Außerdem ist bisher noch umstritten, inwieweit die Definition des „eigenen Geschäftsbereichs“ aus § 2 Abs. 6 auf Tochterunternehmen anwendbar ist. Dies könnte man bei einer engen Auslegung der Definition verneinen, womit ein erhebliches Umgehungsrisiko drohen würde bei der Abwicklung von Lieferungen über Tochterunternehmen, die in dem Fall nur als (unmittelbare) Zulieferer einzuordnen wären.[9]
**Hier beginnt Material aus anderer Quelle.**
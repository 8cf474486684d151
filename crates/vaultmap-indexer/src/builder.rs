//! Graph Builder: parse results → merged graph with degrees and centrality

use std::collections::{BTreeMap, HashMap};

use tokio_util::sync::CancellationToken;
use vaultmap_core::{
    CentralityConfig, Diagnostics, Edge, EdgeInsert, EdgeType, Graph, Node, NodeId, NodeType, Position, Result,
    VaultError,
};

use crate::centrality::weighted_pagerank;
use crate::extractor::ParsedDocument;
use crate::resolve::Resolver;

/// A parsed document with its assigned type.
#[derive(Debug, Clone)]
pub struct ClassifiedDocument {
    pub document: ParsedDocument,
    pub node_type: NodeType,
}

impl ClassifiedDocument {
    fn to_node(&self) -> Node {
        let doc = &self.document;
        Node {
            id: doc.id.clone(),
            file_path: doc.path.clone(),
            title: doc.title.clone(),
            node_type: self.node_type,
            tags: doc.tags.clone(),
            metadata: doc.metadata.clone(),
            in_degree: 0,
            out_degree: 0,
            centrality: 0.0,
            position: Position::default(),
            content_hash: doc.content_hash.clone(),
        }
    }
}

pub struct GraphBuilder {
    centrality: CentralityConfig,
}

impl GraphBuilder {
    pub fn new(centrality: CentralityConfig) -> Self {
        Self { centrality }
    }

    /// Build the whole graph from one vault snapshot. Duplicate ids abort;
    /// unresolved and self references are counted in `diagnostics`.
    pub fn build(
        &self,
        documents: &[ClassifiedDocument],
        diagnostics: &mut Diagnostics,
        cancel: &CancellationToken,
    ) -> Result<Graph> {
        let mut ordered: Vec<&ClassifiedDocument> = documents.iter().collect();
        ordered.sort_by(|a, b| a.document.id.cmp(&b.document.id));

        let mut graph = Graph::new();
        for doc in &ordered {
            graph.add_node(doc.to_node())?;
        }

        let resolver = Resolver::new(ordered.iter().map(|d| &d.document));
        let mut merged: BTreeMap<(NodeId, NodeId, EdgeType), f64> = BTreeMap::new();
        for doc in &ordered {
            if cancel.is_cancelled() {
                return Err(VaultError::Canceled);
            }
            let source = &doc.document.id;
            for reference in &doc.document.references {
                diagnostics.references_total += 1;
                match resolver.resolve(&reference.target) {
                    Ok(target) if &target == source => {
                        diagnostics.self_references += 1;
                    }
                    Ok(target) => {
                        *merged.entry((source.clone(), target, reference.kind)).or_default() += 1.0;
                    }
                    Err(reason) => {
                        tracing::debug!(source = %source, target = %reference.target, ?reason, "unresolved reference");
                        diagnostics.record_unresolved(source, &reference.target, reason);
                    }
                }
            }
        }

        for ((source, target, edge_type), weight) in merged {
            if graph.add_edge(Edge::new(source, target, edge_type, weight))? == EdgeInsert::RejectedSelfLoop {
                diagnostics.self_references += 1;
            }
        }
        graph.recompute_degrees();
        self.assign_centrality(&mut graph, cancel)?;

        tracing::debug!(
            nodes = graph.node_count(),
            edges = graph.edge_count(),
            unresolved = diagnostics.unresolved_links,
            "graph built"
        );
        Ok(graph)
    }

    /// Recompute centrality for an existing graph.
    pub fn assign_centrality(&self, graph: &mut Graph, cancel: &CancellationToken) -> Result<()> {
        let ids: Vec<NodeId> = graph.all_nodes().map(|n| n.id.clone()).collect();
        let position: HashMap<&NodeId, usize> = ids.iter().enumerate().map(|(i, id)| (id, i)).collect();
        let edges: Vec<(usize, usize, f64)> = graph
            .all_edges()
            .filter_map(|e| Some((*position.get(&e.source_id)?, *position.get(&e.target_id)?, e.weight)))
            .collect();

        let scores = weighted_pagerank(ids.len(), &edges, &self.centrality, cancel)?;
        for (id, score) in ids.iter().zip(scores) {
            if let Some(node) = graph.node_mut(id.as_str()) {
                node.centrality = score;
            }
        }
        Ok(())
    }
}

impl Default for GraphBuilder {
    fn default() -> Self {
        Self::new(CentralityConfig::default())
    }
}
Zuletzt ist noch anzumerken, dass sich aus den öffentlichen Äußerungen der letzten Bundesregierung ergibt, dass bei Menschenrechtsverstößen keine zivilrechtliche Haftung für schädigende Unternehmen vorgesehen ist, um diese vor Schadensersatzklagen zu schützen, die für eine effektive Bekämpfung von moderner Sklaverei notwendig wäre und echte Anreize zu eine menschenrechtsschützenden Überprüfung schaffen würde.[10] So würden Unternehmen bei Menschenrechtsverstößen sogar privilegiert werden können, indem ihnen im Falle einer deliktsrechtlichen Klage eine Verteidigungsmöglichkeit verschafft wird, durch Verweis auf die einfache Überprüfung der unmittelbaren Zulieferer, die kleineren Unternehmen nicht zukommt.[11]
Damit ist festzustellen, dass das Vorhaben des Lieferkettengesetzes zwar begrüßenswert war und zu einer wirklichen Verbesserung für viele Menschen in Zwangsarbeit hätte führen können, jedoch wurde der Anwendungsbereich so weit ausgehöhlt, durch die Beschränkung auf so wenige Unternehmen, die nur den eigenen Geschäftsbereich überwachen müssen sowie die Beschränkung auf unmittelbare Zulieferer, die meist selber keine Due Dilligence Pflichten treffen und dazu noch durch das Ermöglichen eines bewussten Verschließen vor Risiken, dass schlussendlich am Anfang einer Lieferkette, wo die Risiken mit am Höchsten sind, wohl kaum eine Wirkung des Gesetzes zu spüren sein wird. Es wurde zwar berechtigterweise auf die Praktikabilität der Umsetzung bei kleineren Unternehmen und die Verhältnismäßigkeit verwiesen, jedoch ist eine Interessen- und Güterabwägung, bei der sich erhöhte Betriebskosten und Praktikabilität für Unternehmen auf der einen Seite und Verbrechen gegen die Menschlichkeit auf der anderen Seite entgegenstehen, sehr einseitig gewogen. Damit ist die Haltung des damaligen Gesetzgebers, wie sie auch Teile der neuen Bundesregierung vertreten,[12] zu Gunsten der Unternehmen bei dieser Abwägung schwer nachzuvollziehen und letztendlich auch, in Bezug auf den Schutz von Menschenrechten, abzulehnen. 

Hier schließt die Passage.